News captioning aims to describe an image with its news article body as input. It greatly relies on a set of detected named entities, including real-world people, organizations, and places. This paper exploits commonsense knowledge to understand named entities for news captioning. By ``understand'', we mean correlating the news content with common sense in the wild, which helps an agent to 1) distinguish semantically similar named entities and 2) describe named entities using words outside of training corpora. Our approach consists of three modules: (a) Filter Module aims to clarify the common sense concerning a named entity from two aspects: what does it mean? and what is it related to?, which divide the common sense into explanatory knowledge and relevant knowledge, respectively. (b) Distinguish Module aggregates explanatory knowledge from node-degree, dependency, and distinguish three aspects to distinguish semantically similar named entities. (c) Enrich Module attaches relevant knowledge to named entities to enrich the entity description by commonsense information (e.g., identity and social position). Finally, the probability distributions from both modules are integrated to generate the news captions. Extensive experiments on two challenging datasets (i.e., GoodNews and NYTimes) demonstrate the superiority of our method. Ablation studies and visualization further validate its effectiveness in understanding named entities.
Paper Structure (22 sections, 23 equations, 7 figures, 6 tables)

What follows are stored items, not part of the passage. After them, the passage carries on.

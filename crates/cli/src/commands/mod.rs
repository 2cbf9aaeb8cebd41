//! Command implementations. Each prints its result to stdout.

#![allow(clippy::print_stdout)]

pub mod account;
pub mod admin;
pub mod advise;
pub mod catalog;
pub mod checkout;
//! Email address type.

use core::fmt;

use serde::{Deserialize, Serialize};

/// Errors that can occur when parsing an [`Email`].
#[derive(thiserror::Error, Debug, Clone, PartialEq, Eq)]
pub enum EmailError {
    /// The input string is empty (after trimming).
    #[error("email cannot be empty")]
    Empty,
    /// The input string is too long.
    #[error("email must be at most {max} characters")]
    TooLong {
        /// Maximum allowed length.
        max: usize,
    },
    /// The input does not contain an @ symbol.
    #[error("email must contain an @ symbol")]
    MissingAtSymbol,
    /// The local part (before @) is empty.
    #[error("email local part cannot be empty")]
    EmptyLocalPart,
    /// The domain part (after @) is empty.
    #[error("email domain cannot be empty")]
    EmptyDomain,
}

/// An email address.
///
/// Only structural checks are made: the storefront uses the address as a
/// login matching key and a receipt contact, never to deliver mail.
///
/// ## Constraints
///
/// - Surrounding whitespace is trimmed
/// - Length: 1-254 characters (RFC 5321 limit)
/// - Must contain an @ symbol with non-empty text on both sides
///
/// Matching is exact: `James@x.com` and `james@x.com` are different
/// accounts.
///
/// ## Examples
///
/// ```
/// use home_of_suits_core::Email;
///
/// assert!(Email::parse("admin@homeofsuits.com").is_ok());
/// assert!(Email::parse("  bond@mi6.gov.uk ").is_ok());
///
/// assert!(Email::parse("").is_err());
/// assert!(Email::parse("no-at-symbol").is_err());
/// assert!(Email::parse("@domain.com").is_err());
/// assert!(Email::parse("user@").is_err());
/// ```
#[derive(Debug, Clone, Serialize, Deserialize, PartialEq, Eq, Hash)]
#[serde(try_from = "String", into = "String")]
pub struct Email(String);

impl Email {
    /// Maximum length of an email address (RFC 5321).
    pub const MAX_LENGTH: usize = 254;

    /// Parse an `Email` from a string.
    ///
    /// # Errors
    ///
    /// Returns an error if the trimmed input is empty, longer than 254
    /// characters, has no @ symbol, or has an empty local part or domain.
    pub fn parse(s: &str) -> Result<Self, EmailError> {
        let s = s.trim();
        if s.is_empty() {
            return Err(EmailError::Empty);
        }

        if s.len() > Self::MAX_LENGTH {
            return Err(EmailError::TooLong {
                max: Self::MAX_LENGTH,
            });
        }

        let (local, domain) = s.split_once('@').ok_or(EmailError::MissingAtSymbol)?;
        if local.is_empty() {
            return Err(EmailError::EmptyLocalPart);
        }
        if domain.is_empty() {
            return Err(EmailError::EmptyDomain);
        }

        Ok(Self(s.to_owned()))
    }

    /// Returns the email address as a string slice.
    #[must_use]
    pub fn as_str(&self) -> &str {
        &self.0
    }

    /// Consumes the `Email` and returns its inner string.
    #[must_use]
    pub fn into_inner(self) -> String {
        self.0
    }

    /// Returns the local part of the email (before the first @).
    #[must_use]
    pub fn local_part(&self) -> &str {
        self.0.split_once('@').map_or("", |(local, _)| local)
    }

    /// Returns the domain part of the email (after the first @).
    #[must_use]
    pub fn domain(&self) -> &str {
        self.0.split_once('@').map_or("", |(_, domain)| domain)
    }
}

impl fmt::Display for Email {
    fn fmt(&self, f: &mut fmt::Formatter<'_>) -> fmt::Result {
        f.write_str(&self.0)
    }
}

impl core::str::FromStr for Email {
    type Err = EmailError;

    fn from_str(s: &str) -> Result<Self, Self::Err> {
        Self::parse(s)
    }
}

impl AsRef<str> for Email {
    fn as_ref(&self) -> &str {
        &self.0
    }
}

impl TryFrom<String> for Email {
    type Error = EmailError;

    fn try_from(value: String) -> Result<Self, Self::Error> {
        Self::parse(&value)
    }
}

impl From<Email> for String {
    fn from(email: Email) -> Self {
        email.0
    }
}

impl PartialEq<str> for Email {
    fn eq(&self, other: &str) -> bool {
        self.0 == other
    }
}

This paper contains 22 sections, 23 equations, 7 figures, 6 tables.

Figures (7)

  • Figure 1: Comparison of the general image caption and the news image caption. The latter can produce more expressive descriptions with specific people, organizations, and places (i.e., named entities).
  • Figure 2: Comparison of current methods and our method. Current methods generate news captions only relying on images and news articles. By comparison, we additionally use the external common sense and divide it into explanatory and relevant knowledge. The former is used to distinguish semantically similar named entities, while the latter is to provide more relevant semantics for the named entity description.
  • Figure 3: Overview of the proposed method. We design three communicative modules to exploit commonsense knowledge for the named entity understanding: (a) Filter Module queries each named entity of the news article in ConceptNet and obtains the commonsense knowledge, which is divided into explanatory knowledge and relevant knowledge for the subsequent modules. (b) Distinguish Module enhances the entity representations by aggregating the explanatory knowledge from node-degree, dependency, distinguish three aspects, which benefits distinguishing semantically similar named entities (e.g., "Mr. Gates" and "Mr. Sarkozy"). (c) Enrich Module models the commonsense-entity interaction based on the relevant knowledge to attach the reliable commonsense concepts for enriching the entity description (e.g., "Bill Gates, chairman of Microsoft"). Finally, the probability distributions from both modules are integrated to generate the news caption.
  • Figure 4: The filter module first queries each named entity in ConceptNet to extract the commonsense knowledge, which is then divided into two sub-graphs by the high-level relation types.
  • Figure 5: Procedure of Distinguish Module. It aggregates explanatory sub-graph from node-degree, dependency, and distinguish aspects to enhance the entity representation. Green denotes the named entity and orange refers to the named entity's explanatory concepts (Best viewed in color).